Saved entries:

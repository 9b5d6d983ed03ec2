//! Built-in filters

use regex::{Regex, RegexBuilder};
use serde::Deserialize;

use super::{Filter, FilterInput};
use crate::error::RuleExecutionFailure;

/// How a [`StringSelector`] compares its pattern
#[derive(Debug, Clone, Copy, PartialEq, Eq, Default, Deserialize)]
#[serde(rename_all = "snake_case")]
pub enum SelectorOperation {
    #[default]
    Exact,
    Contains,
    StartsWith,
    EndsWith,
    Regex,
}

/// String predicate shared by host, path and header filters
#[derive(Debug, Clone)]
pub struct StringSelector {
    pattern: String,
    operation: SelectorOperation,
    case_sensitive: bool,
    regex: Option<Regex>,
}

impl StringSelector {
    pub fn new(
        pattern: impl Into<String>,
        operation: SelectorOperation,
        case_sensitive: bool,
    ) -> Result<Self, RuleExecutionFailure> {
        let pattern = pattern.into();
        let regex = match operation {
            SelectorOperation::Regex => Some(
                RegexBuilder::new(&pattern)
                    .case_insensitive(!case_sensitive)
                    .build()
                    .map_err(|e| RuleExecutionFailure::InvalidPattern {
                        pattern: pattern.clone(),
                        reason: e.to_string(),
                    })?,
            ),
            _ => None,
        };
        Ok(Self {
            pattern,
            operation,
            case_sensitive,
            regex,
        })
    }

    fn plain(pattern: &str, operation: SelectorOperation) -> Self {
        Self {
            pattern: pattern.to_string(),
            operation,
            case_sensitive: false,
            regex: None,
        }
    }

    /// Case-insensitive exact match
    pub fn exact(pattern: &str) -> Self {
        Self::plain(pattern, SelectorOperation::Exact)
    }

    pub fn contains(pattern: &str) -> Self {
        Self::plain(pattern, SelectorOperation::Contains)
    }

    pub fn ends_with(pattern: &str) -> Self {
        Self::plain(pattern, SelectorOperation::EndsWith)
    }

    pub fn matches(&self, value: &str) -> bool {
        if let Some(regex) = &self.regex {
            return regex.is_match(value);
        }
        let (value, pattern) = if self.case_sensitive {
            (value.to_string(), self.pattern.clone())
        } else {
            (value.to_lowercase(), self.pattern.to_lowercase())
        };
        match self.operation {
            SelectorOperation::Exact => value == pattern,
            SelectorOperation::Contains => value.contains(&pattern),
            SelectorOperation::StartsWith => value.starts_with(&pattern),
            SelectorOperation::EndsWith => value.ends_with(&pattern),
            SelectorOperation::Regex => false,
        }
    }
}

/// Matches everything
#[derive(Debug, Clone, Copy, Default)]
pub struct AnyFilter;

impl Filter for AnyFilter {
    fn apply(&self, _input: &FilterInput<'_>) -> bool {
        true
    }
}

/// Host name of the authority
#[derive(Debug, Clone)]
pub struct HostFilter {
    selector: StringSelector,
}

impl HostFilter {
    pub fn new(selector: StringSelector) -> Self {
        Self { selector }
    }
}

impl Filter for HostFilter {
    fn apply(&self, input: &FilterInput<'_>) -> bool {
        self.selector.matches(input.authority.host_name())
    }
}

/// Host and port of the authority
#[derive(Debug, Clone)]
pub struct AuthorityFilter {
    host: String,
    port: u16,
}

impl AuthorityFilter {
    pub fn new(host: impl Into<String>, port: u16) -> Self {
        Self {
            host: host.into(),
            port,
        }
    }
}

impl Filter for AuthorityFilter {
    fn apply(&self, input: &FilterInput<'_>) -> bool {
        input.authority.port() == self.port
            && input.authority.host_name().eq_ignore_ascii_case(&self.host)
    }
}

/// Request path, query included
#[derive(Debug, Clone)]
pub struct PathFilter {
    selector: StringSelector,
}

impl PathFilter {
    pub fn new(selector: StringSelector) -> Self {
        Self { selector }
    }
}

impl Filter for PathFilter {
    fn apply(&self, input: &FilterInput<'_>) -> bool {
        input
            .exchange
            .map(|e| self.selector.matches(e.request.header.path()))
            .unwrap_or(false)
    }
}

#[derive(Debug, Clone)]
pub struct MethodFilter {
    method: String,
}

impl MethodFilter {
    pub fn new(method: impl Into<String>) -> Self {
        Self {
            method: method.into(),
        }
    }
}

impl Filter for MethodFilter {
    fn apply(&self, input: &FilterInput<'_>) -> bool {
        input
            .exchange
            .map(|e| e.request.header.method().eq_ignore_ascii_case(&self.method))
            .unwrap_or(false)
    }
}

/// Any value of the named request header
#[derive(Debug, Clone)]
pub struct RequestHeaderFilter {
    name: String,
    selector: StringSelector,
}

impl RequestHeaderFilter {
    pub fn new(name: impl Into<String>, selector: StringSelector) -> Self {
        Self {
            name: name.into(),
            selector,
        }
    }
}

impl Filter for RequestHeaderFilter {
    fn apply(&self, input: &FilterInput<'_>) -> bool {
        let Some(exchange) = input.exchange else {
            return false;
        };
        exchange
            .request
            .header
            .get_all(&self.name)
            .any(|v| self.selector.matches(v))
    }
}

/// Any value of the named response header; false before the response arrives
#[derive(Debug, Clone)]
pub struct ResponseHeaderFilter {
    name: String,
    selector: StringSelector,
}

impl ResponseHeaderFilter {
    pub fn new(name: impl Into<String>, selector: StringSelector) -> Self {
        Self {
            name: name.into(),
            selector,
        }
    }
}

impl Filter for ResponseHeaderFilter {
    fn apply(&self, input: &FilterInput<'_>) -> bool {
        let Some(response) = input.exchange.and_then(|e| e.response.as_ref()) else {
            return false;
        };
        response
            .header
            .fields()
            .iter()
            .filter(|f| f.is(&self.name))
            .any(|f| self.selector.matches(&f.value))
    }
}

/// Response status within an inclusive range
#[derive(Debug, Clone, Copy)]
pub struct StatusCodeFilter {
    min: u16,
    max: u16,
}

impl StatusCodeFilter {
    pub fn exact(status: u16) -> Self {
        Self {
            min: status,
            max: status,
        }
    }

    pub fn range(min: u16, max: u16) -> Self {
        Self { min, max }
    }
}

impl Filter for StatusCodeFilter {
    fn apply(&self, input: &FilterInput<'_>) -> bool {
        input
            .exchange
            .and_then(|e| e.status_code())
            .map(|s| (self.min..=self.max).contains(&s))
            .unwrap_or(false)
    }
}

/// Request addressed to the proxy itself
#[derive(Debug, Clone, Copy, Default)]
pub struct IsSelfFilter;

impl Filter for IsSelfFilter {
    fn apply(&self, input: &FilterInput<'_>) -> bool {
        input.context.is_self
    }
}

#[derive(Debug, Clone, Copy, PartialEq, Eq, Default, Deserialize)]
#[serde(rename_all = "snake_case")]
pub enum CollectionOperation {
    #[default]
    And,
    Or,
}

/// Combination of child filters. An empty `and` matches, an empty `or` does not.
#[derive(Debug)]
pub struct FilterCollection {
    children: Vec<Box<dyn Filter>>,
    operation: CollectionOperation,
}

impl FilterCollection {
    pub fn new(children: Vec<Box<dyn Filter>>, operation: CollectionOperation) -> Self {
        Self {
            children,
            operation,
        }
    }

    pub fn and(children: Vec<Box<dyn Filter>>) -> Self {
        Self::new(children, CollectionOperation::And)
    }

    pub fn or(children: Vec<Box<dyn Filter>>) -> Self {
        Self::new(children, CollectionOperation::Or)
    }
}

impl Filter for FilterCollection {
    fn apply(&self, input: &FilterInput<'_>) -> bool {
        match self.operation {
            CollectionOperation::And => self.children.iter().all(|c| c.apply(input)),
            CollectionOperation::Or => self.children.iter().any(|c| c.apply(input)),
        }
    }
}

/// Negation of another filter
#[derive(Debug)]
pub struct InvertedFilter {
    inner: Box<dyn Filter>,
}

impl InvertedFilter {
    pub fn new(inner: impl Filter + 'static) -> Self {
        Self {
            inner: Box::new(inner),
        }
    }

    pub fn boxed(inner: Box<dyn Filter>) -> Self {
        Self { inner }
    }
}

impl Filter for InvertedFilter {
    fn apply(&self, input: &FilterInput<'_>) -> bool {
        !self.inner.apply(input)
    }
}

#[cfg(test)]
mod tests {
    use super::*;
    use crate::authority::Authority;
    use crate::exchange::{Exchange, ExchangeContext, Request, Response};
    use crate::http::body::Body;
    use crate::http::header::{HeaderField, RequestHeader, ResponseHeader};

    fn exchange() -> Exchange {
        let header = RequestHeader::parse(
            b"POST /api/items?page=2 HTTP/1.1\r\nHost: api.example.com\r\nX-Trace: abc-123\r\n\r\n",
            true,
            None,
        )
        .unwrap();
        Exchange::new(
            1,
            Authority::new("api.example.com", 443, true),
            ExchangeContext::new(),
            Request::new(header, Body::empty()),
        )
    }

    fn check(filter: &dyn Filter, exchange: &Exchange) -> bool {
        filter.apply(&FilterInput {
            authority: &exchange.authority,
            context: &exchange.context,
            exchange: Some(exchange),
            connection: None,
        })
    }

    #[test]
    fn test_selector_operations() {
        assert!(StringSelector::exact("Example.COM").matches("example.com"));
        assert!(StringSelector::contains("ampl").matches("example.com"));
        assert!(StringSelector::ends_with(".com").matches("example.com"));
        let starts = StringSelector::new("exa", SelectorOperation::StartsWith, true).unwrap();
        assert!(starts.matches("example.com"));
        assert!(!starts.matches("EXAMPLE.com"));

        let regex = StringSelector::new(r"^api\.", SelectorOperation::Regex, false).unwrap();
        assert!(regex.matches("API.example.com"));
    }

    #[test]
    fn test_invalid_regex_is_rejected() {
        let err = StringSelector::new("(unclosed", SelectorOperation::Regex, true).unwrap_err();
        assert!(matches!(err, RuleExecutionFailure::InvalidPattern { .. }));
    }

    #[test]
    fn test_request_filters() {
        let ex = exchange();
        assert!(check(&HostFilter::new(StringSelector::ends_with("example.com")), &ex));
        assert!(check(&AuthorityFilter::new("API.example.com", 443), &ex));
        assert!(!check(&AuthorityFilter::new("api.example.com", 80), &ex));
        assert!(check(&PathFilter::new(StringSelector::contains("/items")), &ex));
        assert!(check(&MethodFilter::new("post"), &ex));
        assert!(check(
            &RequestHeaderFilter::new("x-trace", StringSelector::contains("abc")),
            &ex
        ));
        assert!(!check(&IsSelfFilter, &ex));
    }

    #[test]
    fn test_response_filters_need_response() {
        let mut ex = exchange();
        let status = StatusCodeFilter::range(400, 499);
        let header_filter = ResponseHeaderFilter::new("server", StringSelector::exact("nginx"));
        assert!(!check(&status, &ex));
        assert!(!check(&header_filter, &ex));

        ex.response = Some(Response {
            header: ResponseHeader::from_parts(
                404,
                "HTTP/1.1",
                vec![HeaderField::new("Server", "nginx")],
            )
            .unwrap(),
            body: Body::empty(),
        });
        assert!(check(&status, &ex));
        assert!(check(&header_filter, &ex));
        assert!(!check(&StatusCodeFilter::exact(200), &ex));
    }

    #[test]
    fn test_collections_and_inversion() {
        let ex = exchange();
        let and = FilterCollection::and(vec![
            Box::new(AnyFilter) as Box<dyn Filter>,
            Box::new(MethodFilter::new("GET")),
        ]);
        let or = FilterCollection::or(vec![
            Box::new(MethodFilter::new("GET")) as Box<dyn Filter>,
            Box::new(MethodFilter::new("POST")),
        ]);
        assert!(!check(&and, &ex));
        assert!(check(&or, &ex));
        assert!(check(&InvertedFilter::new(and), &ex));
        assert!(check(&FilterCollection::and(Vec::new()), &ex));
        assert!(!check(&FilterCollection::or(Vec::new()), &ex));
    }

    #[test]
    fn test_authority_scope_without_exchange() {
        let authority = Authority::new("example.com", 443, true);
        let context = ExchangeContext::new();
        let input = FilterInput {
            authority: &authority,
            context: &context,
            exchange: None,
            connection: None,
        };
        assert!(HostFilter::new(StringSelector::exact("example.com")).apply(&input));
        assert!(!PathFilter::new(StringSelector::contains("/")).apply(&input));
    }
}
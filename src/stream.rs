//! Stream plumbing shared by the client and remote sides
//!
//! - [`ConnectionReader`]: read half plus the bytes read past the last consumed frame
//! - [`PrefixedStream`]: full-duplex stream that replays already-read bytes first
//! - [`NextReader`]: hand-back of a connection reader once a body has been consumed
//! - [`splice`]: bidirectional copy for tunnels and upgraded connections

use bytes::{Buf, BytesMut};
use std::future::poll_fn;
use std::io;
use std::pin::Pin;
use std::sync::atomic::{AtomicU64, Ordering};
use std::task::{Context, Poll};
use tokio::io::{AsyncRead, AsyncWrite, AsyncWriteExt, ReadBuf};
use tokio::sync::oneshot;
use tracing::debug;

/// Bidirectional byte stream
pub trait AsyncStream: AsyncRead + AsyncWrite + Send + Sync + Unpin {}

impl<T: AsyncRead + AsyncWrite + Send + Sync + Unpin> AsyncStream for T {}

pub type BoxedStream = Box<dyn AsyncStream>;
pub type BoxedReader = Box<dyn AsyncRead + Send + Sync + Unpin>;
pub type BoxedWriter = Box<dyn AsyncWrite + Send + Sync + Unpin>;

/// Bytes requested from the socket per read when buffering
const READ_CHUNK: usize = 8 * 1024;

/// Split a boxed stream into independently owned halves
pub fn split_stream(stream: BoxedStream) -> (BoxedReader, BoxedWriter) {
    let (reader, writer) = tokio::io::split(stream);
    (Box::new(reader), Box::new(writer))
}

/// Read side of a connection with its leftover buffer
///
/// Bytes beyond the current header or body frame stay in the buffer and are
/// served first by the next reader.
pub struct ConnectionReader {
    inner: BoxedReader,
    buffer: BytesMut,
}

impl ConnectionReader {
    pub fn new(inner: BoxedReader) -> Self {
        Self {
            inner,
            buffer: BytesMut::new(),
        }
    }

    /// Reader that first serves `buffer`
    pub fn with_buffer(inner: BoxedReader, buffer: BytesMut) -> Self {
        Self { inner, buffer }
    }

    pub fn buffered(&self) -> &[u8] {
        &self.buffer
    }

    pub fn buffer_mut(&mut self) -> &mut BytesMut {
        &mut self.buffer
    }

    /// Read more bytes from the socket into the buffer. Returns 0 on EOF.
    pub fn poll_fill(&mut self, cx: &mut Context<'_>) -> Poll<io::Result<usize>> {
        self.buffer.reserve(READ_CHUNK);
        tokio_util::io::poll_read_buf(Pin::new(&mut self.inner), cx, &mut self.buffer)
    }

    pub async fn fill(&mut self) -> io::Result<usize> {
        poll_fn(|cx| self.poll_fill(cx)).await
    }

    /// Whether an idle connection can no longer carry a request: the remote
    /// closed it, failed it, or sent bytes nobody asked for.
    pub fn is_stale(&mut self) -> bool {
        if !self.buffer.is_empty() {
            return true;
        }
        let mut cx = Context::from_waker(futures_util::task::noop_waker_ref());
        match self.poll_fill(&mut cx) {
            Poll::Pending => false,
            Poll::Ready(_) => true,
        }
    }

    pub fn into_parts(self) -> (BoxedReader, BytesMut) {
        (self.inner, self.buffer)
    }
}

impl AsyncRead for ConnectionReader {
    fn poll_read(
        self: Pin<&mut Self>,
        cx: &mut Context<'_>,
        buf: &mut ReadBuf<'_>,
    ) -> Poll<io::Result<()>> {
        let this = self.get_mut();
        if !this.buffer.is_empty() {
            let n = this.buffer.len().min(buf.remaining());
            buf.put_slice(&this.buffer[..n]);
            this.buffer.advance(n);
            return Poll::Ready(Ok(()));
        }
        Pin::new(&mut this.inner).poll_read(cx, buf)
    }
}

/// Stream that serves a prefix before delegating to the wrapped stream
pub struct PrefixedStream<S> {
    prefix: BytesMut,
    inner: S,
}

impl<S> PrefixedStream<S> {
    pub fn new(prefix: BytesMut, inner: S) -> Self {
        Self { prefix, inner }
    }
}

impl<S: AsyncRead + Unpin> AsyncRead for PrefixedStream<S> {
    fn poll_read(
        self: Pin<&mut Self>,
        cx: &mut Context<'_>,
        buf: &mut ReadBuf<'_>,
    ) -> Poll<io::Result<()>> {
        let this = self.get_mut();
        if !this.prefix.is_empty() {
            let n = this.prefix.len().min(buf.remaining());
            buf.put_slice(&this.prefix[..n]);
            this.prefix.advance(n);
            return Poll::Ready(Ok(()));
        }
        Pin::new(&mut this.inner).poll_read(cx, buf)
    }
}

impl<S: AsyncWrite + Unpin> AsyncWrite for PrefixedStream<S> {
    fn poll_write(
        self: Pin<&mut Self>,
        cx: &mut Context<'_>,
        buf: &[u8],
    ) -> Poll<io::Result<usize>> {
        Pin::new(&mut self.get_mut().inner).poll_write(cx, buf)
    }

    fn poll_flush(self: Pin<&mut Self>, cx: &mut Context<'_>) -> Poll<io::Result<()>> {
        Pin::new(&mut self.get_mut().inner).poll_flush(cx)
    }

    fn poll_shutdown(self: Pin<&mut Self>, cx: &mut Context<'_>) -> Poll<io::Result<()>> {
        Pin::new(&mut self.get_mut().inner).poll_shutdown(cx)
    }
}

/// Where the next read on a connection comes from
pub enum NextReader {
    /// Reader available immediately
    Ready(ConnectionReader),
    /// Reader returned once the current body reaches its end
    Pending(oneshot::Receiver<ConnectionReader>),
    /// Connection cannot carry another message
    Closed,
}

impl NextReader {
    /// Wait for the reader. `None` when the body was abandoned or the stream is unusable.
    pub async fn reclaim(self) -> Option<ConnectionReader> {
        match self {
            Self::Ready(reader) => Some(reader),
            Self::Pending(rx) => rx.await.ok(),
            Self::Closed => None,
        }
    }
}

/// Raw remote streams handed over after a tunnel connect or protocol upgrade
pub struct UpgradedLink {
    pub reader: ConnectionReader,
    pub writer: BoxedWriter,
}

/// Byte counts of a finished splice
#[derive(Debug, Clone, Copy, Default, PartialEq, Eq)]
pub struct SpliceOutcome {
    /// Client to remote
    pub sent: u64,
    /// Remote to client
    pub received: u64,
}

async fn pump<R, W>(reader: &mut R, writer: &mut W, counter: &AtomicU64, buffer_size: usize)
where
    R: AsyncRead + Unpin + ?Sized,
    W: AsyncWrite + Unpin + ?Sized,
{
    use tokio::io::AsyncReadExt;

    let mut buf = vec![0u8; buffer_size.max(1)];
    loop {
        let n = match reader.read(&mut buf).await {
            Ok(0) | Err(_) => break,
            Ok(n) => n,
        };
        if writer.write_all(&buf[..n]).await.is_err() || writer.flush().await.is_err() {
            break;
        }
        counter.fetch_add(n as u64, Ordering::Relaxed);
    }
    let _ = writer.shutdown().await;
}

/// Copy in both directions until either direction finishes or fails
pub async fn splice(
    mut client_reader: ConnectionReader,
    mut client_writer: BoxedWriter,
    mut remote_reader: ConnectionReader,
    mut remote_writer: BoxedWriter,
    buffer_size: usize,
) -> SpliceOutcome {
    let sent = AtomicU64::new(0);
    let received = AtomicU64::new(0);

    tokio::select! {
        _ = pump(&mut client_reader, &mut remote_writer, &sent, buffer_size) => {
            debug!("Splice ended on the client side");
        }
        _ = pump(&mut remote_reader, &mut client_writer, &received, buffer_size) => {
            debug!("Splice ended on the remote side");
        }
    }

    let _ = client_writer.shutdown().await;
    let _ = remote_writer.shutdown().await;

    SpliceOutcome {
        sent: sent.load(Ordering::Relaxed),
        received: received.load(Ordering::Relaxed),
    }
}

** Task instructions **
Identify all lines in the records above with the word "ResponseHeaderFilter".

** Answer area **
pub struct ResponseHeaderFilter {
impl ResponseHeaderFilter {
impl Filter for ResponseHeaderFilter {
        let header_filter = ResponseHeaderFilter::new("server", StringSelector::exact("nginx"));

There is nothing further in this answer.